(PROBLEM TO WORK ON): Repeat the entries below exactly and in full.

(RECORD EXCERPTS):

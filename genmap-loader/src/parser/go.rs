//! Go package parsing on top of tree-sitter.

use std::collections::{BTreeMap, BTreeSet};

use genmap_core::path;
use tree_sitter::{Language, Node, Parser};

use super::{Package, PackageParser, ParseError, TypeDecl, TypeKind};
use crate::tree::SourceTree;

/// Check if a file is a Go source file that belongs to the package build.
///
/// Test files and files whose names start with `_` or `.` are ignored, the
/// same files the Go toolchain leaves out of a package.
pub fn is_source_file(file: &str) -> bool {
    let name = path::file_name(file);
    name.ends_with(".go")
        && !name.ends_with("_test.go")
        && !name.starts_with('_')
        && !name.starts_with('.')
}

/// A [`PackageParser`] for Go source.
///
/// Every file is parsed with the tree-sitter Go grammar and must be free of
/// syntax errors. From the syntax tree it records the package clause, named
/// type declarations (grouped, generic and aliases included) and the
/// receivers of method declarations.
#[derive(Debug, Clone, Copy, Default)]
pub struct GoParser;

/// Declarations collected from a single file.
#[derive(Debug, Default)]
struct FileDecls {
    package: Option<String>,
    types: Vec<(String, TypeKind)>,
    /// (receiver type, method name)
    methods: Vec<(String, String)>,
}

impl PackageParser for GoParser {
    fn parse(&self, tree: &dyn SourceTree, dir: &str) -> Result<Package, ParseError> {
        let dir = path::clean(dir);
        let files: Vec<String> = tree
            .files_in(&dir)
            .map_err(|source| ParseError::Read {
                path: dir.clone(),
                source,
            })?
            .into_iter()
            .filter(|file| is_source_file(file))
            .collect();

        if files.is_empty() {
            return Err(ParseError::NoSourceFiles { dir });
        }

        let mut parser = Parser::new();
        let language: Language = tree_sitter_go::LANGUAGE.into();
        parser
            .set_language(&language)
            .map_err(|e| ParseError::Grammar {
                message: e.to_string(),
            })?;

        let mut package: Option<(String, String)> = None;
        let mut kinds: BTreeMap<String, TypeKind> = BTreeMap::new();
        let mut methods: BTreeMap<String, BTreeSet<String>> = BTreeMap::new();

        for file in &files {
            let src = tree
                .read_to_string(file)
                .map_err(|source| ParseError::Read {
                    path: file.clone(),
                    source,
                })?;
            let decls = parse_file(&mut parser, file, &src)?;

            let name = decls.package.ok_or_else(|| ParseError::MissingPackage {
                path: file.clone(),
            })?;
            match &package {
                Some((first, first_path)) if *first != name => {
                    return Err(ParseError::PackageMismatch {
                        first: first.clone(),
                        first_path: first_path.clone(),
                        second: name,
                        second_path: file.clone(),
                    });
                }
                Some(_) => {}
                None => package = Some((name, file.clone())),
            }

            for (name, kind) in decls.types {
                kinds.entry(name).or_insert(kind);
            }
            for (receiver, method) in decls.methods {
                methods.entry(receiver).or_default().insert(method);
            }
        }

        let Some((name, _)) = package else {
            return Err(ParseError::NoSourceFiles { dir });
        };

        let mut pkg = Package::new(name, dir);
        for (type_name, kind) in kinds {
            let mut decl = TypeDecl::new(type_name.clone(), kind);
            // Methods on undeclared receivers are dropped
            if let Some(names) = methods.remove(&type_name) {
                decl.methods = names;
            }
            pkg = pkg.with_type(decl);
        }
        Ok(pkg)
    }
}

fn parse_file(parser: &mut Parser, file: &str, src: &str) -> Result<FileDecls, ParseError> {
    let tree = parser
        .parse(src, None)
        .ok_or_else(|| ParseError::Incomplete {
            path: file.to_string(),
        })?;
    let root = tree.root_node();
    if root.has_error() {
        return Err(syntax_error(file, root));
    }

    let src = src.as_bytes();
    let mut decls = FileDecls::default();
    let mut cursor = root.walk();
    for node in root.named_children(&mut cursor) {
        match node.kind() {
            "package_clause" if decls.package.is_none() => {
                decls.package = node
                    .named_child(0)
                    .and_then(|name| text(name, src))
                    .map(String::from);
            }
            "type_declaration" => {
                let mut specs = node.walk();
                for spec in node.named_children(&mut specs) {
                    if let Some(decl) = type_spec(spec, src) {
                        decls.types.push(decl);
                    }
                }
            }
            "method_declaration" => {
                let receiver = node
                    .child_by_field_name("receiver")
                    .and_then(|params| receiver_type(params, src));
                let method = node
                    .child_by_field_name("name")
                    .and_then(|name| text(name, src));
                if let (Some(receiver), Some(method)) = (receiver, method) {
                    decls.methods.push((receiver.to_string(), method.to_string()));
                }
            }
            _ => {}
        }
    }

    Ok(decls)
}

fn text<'s>(node: Node<'_>, src: &'s [u8]) -> Option<&'s str> {
    node.utf8_text(src).ok()
}

/// Build the error for the first broken node below `root`.
fn syntax_error(file: &str, root: Node<'_>) -> ParseError {
    let node = first_error(root).unwrap_or(root);
    let what = if node.is_missing() {
        format!("expected '{}'", node.kind())
    } else {
        "syntax error".to_string()
    };
    let start = node.start_position();
    ParseError::Syntax {
        path: file.to_string(),
        line: start.row + 1,
        column: start.column + 1,
        what,
    }
}

fn first_error<'t>(node: Node<'t>) -> Option<Node<'t>> {
    if node.is_error() || node.is_missing() {
        return Some(node);
    }
    if !node.has_error() {
        return None;
    }
    let mut cursor = node.walk();
    let children: Vec<Node<'t>> = node.children(&mut cursor).collect();
    children.into_iter().find_map(first_error)
}

/// Name and kind of a `type_spec` or `type_alias` node.
fn type_spec(spec: Node<'_>, src: &[u8]) -> Option<(String, TypeKind)> {
    if !matches!(spec.kind(), "type_spec" | "type_alias") {
        return None;
    }
    let name = text(spec.child_by_field_name("name")?, src)?;
    let kind = match spec.child_by_field_name("type") {
        Some(ty) if ty.kind() == "struct_type" => TypeKind::Struct,
        _ => TypeKind::Other,
    };
    Some((name.to_string(), kind))
}

/// The base type name of a receiver list such as `(g *Generator)` or `(b *Box[T])`.
fn receiver_type<'s>(params: Node<'_>, src: &'s [u8]) -> Option<&'s str> {
    let mut cursor = params.walk();
    let param = params
        .named_children(&mut cursor)
        .find(|node| node.kind() == "parameter_declaration")?;
    base_type_name(param.child_by_field_name("type")?, src)
}

fn base_type_name<'s>(node: Node<'_>, src: &'s [u8]) -> Option<&'s str> {
    match node.kind() {
        "type_identifier" => text(node, src),
        "pointer_type" | "parenthesized_type" => base_type_name(node.named_child(0)?, src),
        "generic_type" => base_type_name(node.child_by_field_name("type")?, src),
        _ => None,
    }
}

(WRITTEN RESPONSE):
filename genmap-loader/src/parser/go.rs
//! Go package parsing on top of tree-sitter.

use std::collections::{BTreeMap, BTreeSet};

use genmap_core::path;
use tree_sitter::{Language, Node, Parser};

use super::{Package, PackageParser, ParseError, TypeDecl, TypeKind};
use crate::tree::SourceTree;

/// Check if a file is a Go source file that belongs to the package build.
///
/// Test files and files whose names start with `_` or `.` are ignored, the
/// same files the Go toolchain leaves out of a package.
pub fn is_source_file(file: &str) -> bool {
    let name = path::file_name(file);
    name.ends_with(".go")
        && !name.ends_with("_test.go")
        && !name.starts_with('_')
        && !name.starts_with('.')
}

/// A [`PackageParser`] for Go source.
///
/// Every file is parsed with the tree-sitter Go grammar and must be free of
/// syntax errors. From the syntax tree it records the package clause, named
/// type declarations (grouped, generic and aliases included) and the
/// receivers of method declarations.
#[derive(Debug, Clone, Copy, Default)]
pub struct GoParser;

/// Declarations collected from a single file.
#[derive(Debug, Default)]
struct FileDecls {
    package: Option<String>,
    types: Vec<(String, TypeKind)>,
    /// (receiver type, method name)
    methods: Vec<(String, String)>,
}

impl PackageParser for GoParser {
    fn parse(&self, tree: &dyn SourceTree, dir: &str) -> Result<Package, ParseError> {
        let dir = path::clean(dir);
        let files: Vec<String> = tree
            .files_in(&dir)
            .map_err(|source| ParseError::Read {
                path: dir.clone(),
                source,
            })?
            .into_iter()
            .filter(|file| is_source_file(file))
            .collect();

        if files.is_empty() {
            return Err(ParseError::NoSourceFiles { dir });
        }

        let mut parser = Parser::new();
        let language: Language = tree_sitter_go::LANGUAGE.into();
        parser
            .set_language(&language)
            .map_err(|e| ParseError::Grammar {
                message: e.to_string(),
            })?;

        let mut package: Option<(String, String)> = None;
        let mut kinds: BTreeMap<String, TypeKind> = BTreeMap::new();
        let mut methods: BTreeMap<String, BTreeSet<String>> = BTreeMap::new();

        for file in &files {
            let src = tree
                .read_to_string(file)
                .map_err(|source| ParseError::Read {
                    path: file.clone(),
                    source,
                })?;
            let decls = parse_file(&mut parser, file, &src)?;

            let name = decls.package.ok_or_else(|| ParseError::MissingPackage {
                path: file.clone(),
            })?;
            match &package {
                Some((first, first_path)) if *first != name => {
                    return Err(ParseError::PackageMismatch {
                        first: first.clone(),
                        first_path: first_path.clone(),
                        second: name,
                        second_path: file.clone(),
                    });
                }
                Some(_) => {}
                None => package = Some((name, file.clone())),
            }

            for (name, kind) in decls.types {
                kinds.entry(name).or_insert(kind);
            }
            for (receiver, method) in decls.methods {
                methods.entry(receiver).or_default().insert(method);
            }
        }

        let Some((name, _)) = package else {
            return Err(ParseError::NoSourceFiles { dir });
        };

        let mut pkg = Package::new(name, dir);
        for (type_name, kind) in kinds {
            let mut decl = TypeDecl::new(type_name.clone(), kind);
            // Methods on undeclared receivers are dropped
            if let Some(names) = methods.remove(&type_name) {
                decl.methods = names;
            }
            pkg = pkg.with_type(decl);
        }
        Ok(pkg)
    }
}

fn parse_file(parser: &mut Parser, file: &str, src: &str) -> Result<FileDecls, ParseError> {
    let tree = parser
        .parse(src, None)
        .ok_or_else(|| ParseError::Incomplete {
            path: file.to_string(),
        })?;
    let root = tree.root_node();
    if root.has_error() {
        return Err(syntax_error(file, root));
    }

    let src = src.as_bytes();
    let mut decls = FileDecls::default();
    let mut cursor = root.walk();
    for node in root.named_children(&mut cursor) {
        match node.kind() {
            "package_clause" if decls.package.is_none() => {
                decls.package = node
                    .named_child(0)
                    .and_then(|name| text(name, src))
                    .map(String::from);
            }
            "type_declaration" => {
                let mut specs = node.walk();
                for spec in node.named_children(&mut specs) {
                    if let Some(decl) = type_spec(spec, src) {
                        decls.types.push(decl);
                    }
                }
            }
            "method_declaration" => {
                let receiver = node
                    .child_by_field_name("receiver")
                    .and_then(|params| receiver_type(params, src));
                let method = node
                    .child_by_field_name("name")
                    .and_then(|name| text(name, src));
                if let (Some(receiver), Some(method)) = (receiver, method) {
                    decls.methods.push((receiver.to_string(), method.to_string()));
                }
            }
            _ => {}
        }
    }

    Ok(decls)
}

fn text<'s>(node: Node<'_>, src: &'s [u8]) -> Option<&'s str> {
    node.utf8_text(src).ok()
}

/// Build the error for the first broken node below `root`.
fn syntax_error(file: &str, root: Node<'_>) -> ParseError {
    let node = first_error(root).unwrap_or(root);
    let what = if node.is_missing() {
        format!("expected '{}'", node.kind())
    } else {
        "syntax error".to_string()
    };
    let start = node.start_position();
    ParseError::Syntax {
        path: file.to_string(),
        line: start.row + 1,
        column: start.column + 1,
        what,
    }
}

fn first_error<'t>(node: Node<'t>) -> Option<Node<'t>> {
    if node.is_error() || node.is_missing() {
        return Some(node);
    }
    if !node.has_error() {
        return None;
    }
    let mut cursor = node.walk();
    let children: Vec<Node<'t>> = node.children(&mut cursor).collect();
    children.into_iter().find_map(first_error)
}

/// Name and kind of a `type_spec` or `type_alias` node.
fn type_spec(spec: Node<'_>, src: &[u8]) -> Option<(String, TypeKind)> {
    if !matches!(spec.kind(), "type_spec" | "type_alias") {
        return None;
    }
    let name = text(spec.child_by_field_name("name")?, src)?;
    let kind = match spec.child_by_field_name("type") {
        Some(ty) if ty.kind() == "struct_type" => TypeKind::Struct,
        _ => TypeKind::Other,
    };
    Some((name.to_string(), kind))
}

/// The base type name of a receiver list such as `(g *Generator)` or `(b *Box[T])`.
fn receiver_type<'s>(params: Node<'_>, src: &'s [u8]) -> Option<&'s str> {
    let mut cursor = params.walk();
    let param = params
        .named_children(&mut cursor)
        .find(|node| node.kind() == "parameter_declaration")?;
    base_type_name(param.child_by_field_name("type")?, src)
}

fn base_type_name<'s>(node: Node<'_>, src: &'s [u8]) -> Option<&'s str> {
    match node.kind() {
        "type_identifier" => text(node, src),
        "pointer_type" | "parenthesized_type" => base_type_name(node.named_child(0)?, src),
        "generic_type" => base_type_name(node.child_by_field_name("type")?, src),
        _ => None,
    }
}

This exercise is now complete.